## Problem description
Where a line below holds the string "logging", that line goes into the answer.

========================================

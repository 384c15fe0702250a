//! SOL transfer command

use anyhow::Result;
use personal_wallet_sdk::{format_sol, parse_address, transfer, TransferIntent};

use super::{print_success, prompt_confirm, Context};

/// Run the transfer command
pub async fn run(ctx: &Context, recipient: &str, amount: u64, yes: bool) -> Result<()> {
    // Fail on a bad address before touching the key file or the network
    parse_address(recipient)?;

    let session = ctx.open_session()?;

    println!("From:      {}", session.address());
    println!("Recipient: {}", recipient);
    println!("Amount:    {} SOL", amount);

    if !yes && !prompt_confirm("Send this transfer?")? {
        println!("Aborted.");
        return Ok(());
    }

    let receipt = transfer(&session, TransferIntent::new(recipient, amount)).await?;

    print_success(&format!(
        "Transferred {} SOL.",
        format_sol(receipt.lamports)
    ));
    println!("Transaction hash: {}", receipt.signature);

    Ok(())
}
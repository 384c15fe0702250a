use async_trait::async_trait;
use solana_sdk::pubkey::Pubkey;
use solana_sdk::signature::{Keypair, Signature, Signer};

/// Abstraction for an entity that can sign transaction messages.
/// Key material stays inside the implementor; only signatures come out.
#[async_trait]
pub trait WalletSigner: Send + Sync {
    fn pubkey(&self) -> Pubkey;

    /// Sign the serialized message bytes.
    /// Returns Err if the key material is unavailable.
    async fn sign_message(&self, message: &[u8]) -> Result<Signature, String>;
}

#[async_trait]
impl WalletSigner for Keypair {
    fn pubkey(&self) -> Pubkey {
        Signer::pubkey(self)
    }

    async fn sign_message(&self, message: &[u8]) -> Result<Signature, String> {
        self.try_sign_message(message).map_err(|e| e.to_string())
    }
}
pub mod airdrop;
pub mod balance;
pub mod keystore;
pub mod session;
pub mod transfer;
use crate::basic::session::AccountSession;
use crate::core::connection::SolConnection;
use crate::error::{Result, WalletError};
use tracing::debug;

/// Current balance of the session's account, in lamports.
///
/// An account the node has never seen is a valid zero. A failed query is
/// always an error, never a zero.
pub async fn get_balance<C: SolConnection>(session: &AccountSession<C>) -> Result<u64> {
    let pubkey = session.pubkey();
    let lamports = session
        .connection()
        .get_balance(&pubkey)
        .await
        .map_err(|e| WalletError::Network(e.to_string()))?;

    debug!(address = %pubkey, lamports, "fetched balance");
    Ok(lamports)
}
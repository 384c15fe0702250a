//! Wallet creation command

use anyhow::Result;
use solana_sdk::signature::Signer;

use super::{print_success, print_warning, prompt_confirm, Context};

/// Run the create command
pub async fn run(ctx: &Context, yes: bool) -> Result<()> {
    let keystore = ctx.keystore();

    if keystore.exists() {
        print_warning(&format!(
            "A wallet already exists at {}",
            keystore.path().display()
        ));

        if !yes && !prompt_confirm("Overwrite it? The old key cannot be recovered")? {
            println!("Aborted.");
            return Ok(());
        }
        tracing::warn!(path = %keystore.path().display(), "overwriting existing wallet");
    }

    let keypair = keystore.create_wallet()?;

    print_success("Wallet created successfully!");
    println!("Public Key: {}", keypair.pubkey());
    println!("Saved to:   {}", keystore.path().display());
    println!();
    print_warning("The key file is stored unencrypted. Anyone who can read it controls your funds.");

    Ok(())
}
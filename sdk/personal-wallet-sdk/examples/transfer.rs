// Example: Step-by-step SOL transfer
//
// Walks through each stage of the transfer pipeline:
// assemble (validate + fetch blockhash) -> sign -> submit.
//
// Usage: cargo run --example transfer -- <RECIPIENT> <AMOUNT_SOL>

use personal_wallet_sdk::{AccountSession, Cluster, KeyStore, TransferBuilder, TransferIntent};

#[tokio::main]
async fn main() -> Result<(), Box<dyn std::error::Error>> {
    let mut args = std::env::args().skip(1);
    let recipient = args.next().ok_or("recipient address required")?;
    let amount: u64 = args.next().ok_or("amount required")?.parse()?;

    let keystore = KeyStore::new("example_key_data");
    let session = AccountSession::open(&keystore, Cluster::Devnet.url())?;

    let assembled = TransferBuilder::new(&session, TransferIntent::new(recipient, amount))
        .assemble()
        .await?;
    println!("Blockhash: {}", assembled.message().recent_blockhash);

    let signed = assembled.sign().await?;
    println!("Signature: {}", signed.signature());

    let receipt = signed.submit().await?;
    println!("Submitted: {} lamports to {}", receipt.lamports, receipt.recipient);

    Ok(())
}
//! Personal Wallet CLI
//!
//! Keeps a single Solana keypair in a local key file and uses it to check
//! balances, request devnet airdrops and send SOL.

use std::path::PathBuf;
use std::process::ExitCode;

use anyhow::Result;
use clap::{Parser, Subcommand};
use personal_wallet_sdk::{Cluster, WalletError};
use tracing_subscriber::{layer::SubscriberExt, util::SubscriberInitExt};

mod commands;
mod config;

use commands::Context;
use config::{ConfigFile, Overrides, Settings};

#[derive(Parser)]
#[command(name = "pwallet")]
#[command(about = "Minimal Solana wallet - one key, balance, airdrop and transfer")]
#[command(version)]
struct Cli {
    /// Enable verbose logging
    #[arg(short, long, global = true)]
    verbose: bool,

    /// Config file path
    #[arg(short, long, global = true)]
    config: Option<PathBuf>,

    /// Key file path
    #[arg(short, long, global = true)]
    keypair: Option<PathBuf>,

    /// Cluster moniker (devnet, testnet, mainnet-beta, localnet) or RPC URL
    #[arg(short = 'u', long = "url", global = true)]
    cluster: Option<Cluster>,

    /// Per-request RPC timeout in seconds
    #[arg(long, global = true)]
    timeout: Option<u64>,

    #[command(subcommand)]
    command: Commands,
}

#[derive(Subcommand)]
enum Commands {
    /// Create a new wallet, replacing any existing key file
    Create {
        /// Overwrite an existing wallet without asking
        #[arg(long)]
        yes: bool,
    },

    /// Load the existing key file and show its address and balance
    Import,

    /// Show the wallet address
    Address,

    /// Check wallet balance
    Balance {
        /// Print the raw lamport amount
        #[arg(long)]
        lamports: bool,
    },

    /// Request SOL from the cluster faucet
    Airdrop {
        /// Amount in whole SOL
        amount: u64,
    },

    /// Send SOL to an address
    Transfer {
        /// Recipient address
        recipient: String,

        /// Amount in whole SOL
        amount: u64,

        /// Skip confirmation prompt
        #[arg(long)]
        yes: bool,
    },
}

#[tokio::main]
async fn main() -> ExitCode {
    let cli = Cli::parse();

    // Initialize logging
    let filter = if cli.verbose { "debug" } else { "info" };
    tracing_subscriber::registry()
        .with(
            tracing_subscriber::EnvFilter::try_from_default_env().unwrap_or_else(|_| filter.into()),
        )
        .with(tracing_subscriber::fmt::layer().with_target(false))
        .init();

    match run(cli).await {
        Ok(()) => ExitCode::SUCCESS,
        Err(e) => {
            let message = match e.downcast_ref::<WalletError>() {
                Some(wallet_err) => format!("[{}] {}", wallet_err.kind(), wallet_err),
                None => format!("{:#}", e),
            };
            commands::print_error(&message);
            ExitCode::FAILURE
        },
    }
}

async fn run(cli: Cli) -> Result<()> {
    let file = match cli.config.or_else(config::default_config_path) {
        Some(path) => ConfigFile::load(&path)?,
        None => ConfigFile::default(),
    };
    let settings = Settings::resolve(
        file,
        Overrides {
            cluster: cli.cluster,
            keypair_path: cli.keypair,
            timeout_secs: cli.timeout,
        },
    )?;
    tracing::debug!(
        cluster = %settings.cluster,
        keypair = %settings.keypair_path.display(),
        "resolved settings"
    );

    let ctx = Context::new(settings);

    match cli.command {
        Commands::Create { yes } => commands::create::run(&ctx, yes).await,
        Commands::Import => commands::import::run(&ctx).await,
        Commands::Address => commands::address::run(&ctx).await,
        Commands::Balance { lamports } => commands::balance::run(&ctx, lamports).await,
        Commands::Airdrop { amount } => commands::airdrop::run(&ctx, amount).await,
        Commands::Transfer {
            recipient,
            amount,
            yes,
        } => commands::transfer::run(&ctx, &recipient, amount, yes).await,
    }
}
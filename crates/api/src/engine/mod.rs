//! The bulk operation engine.
//!
//! Every bulk mutation runs the same five-step protocol: validate
//! (references and parameter combinations, always fatal), detect (project
//! the full resulting entry set through the conflict detector), dry-run
//! short-circuit, execute (one transaction, policy-driven skip/force),
//! track (durable `bulk_operations` record, cooperative cancellation).
//!
//! Planning is per-kind ([`clone`], [`faculty_replace`], [`reschedule`],
//! [`template_apply`]); everything after the plan is shared
//! ([`executor`]).

pub mod clone;
pub mod detector;
pub mod executor;
pub mod facts;
pub mod faculty_replace;
pub mod plan;
pub mod reschedule;
pub mod template_apply;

========================================

## Exercise output
    /// Enable verbose logging
    // Initialize logging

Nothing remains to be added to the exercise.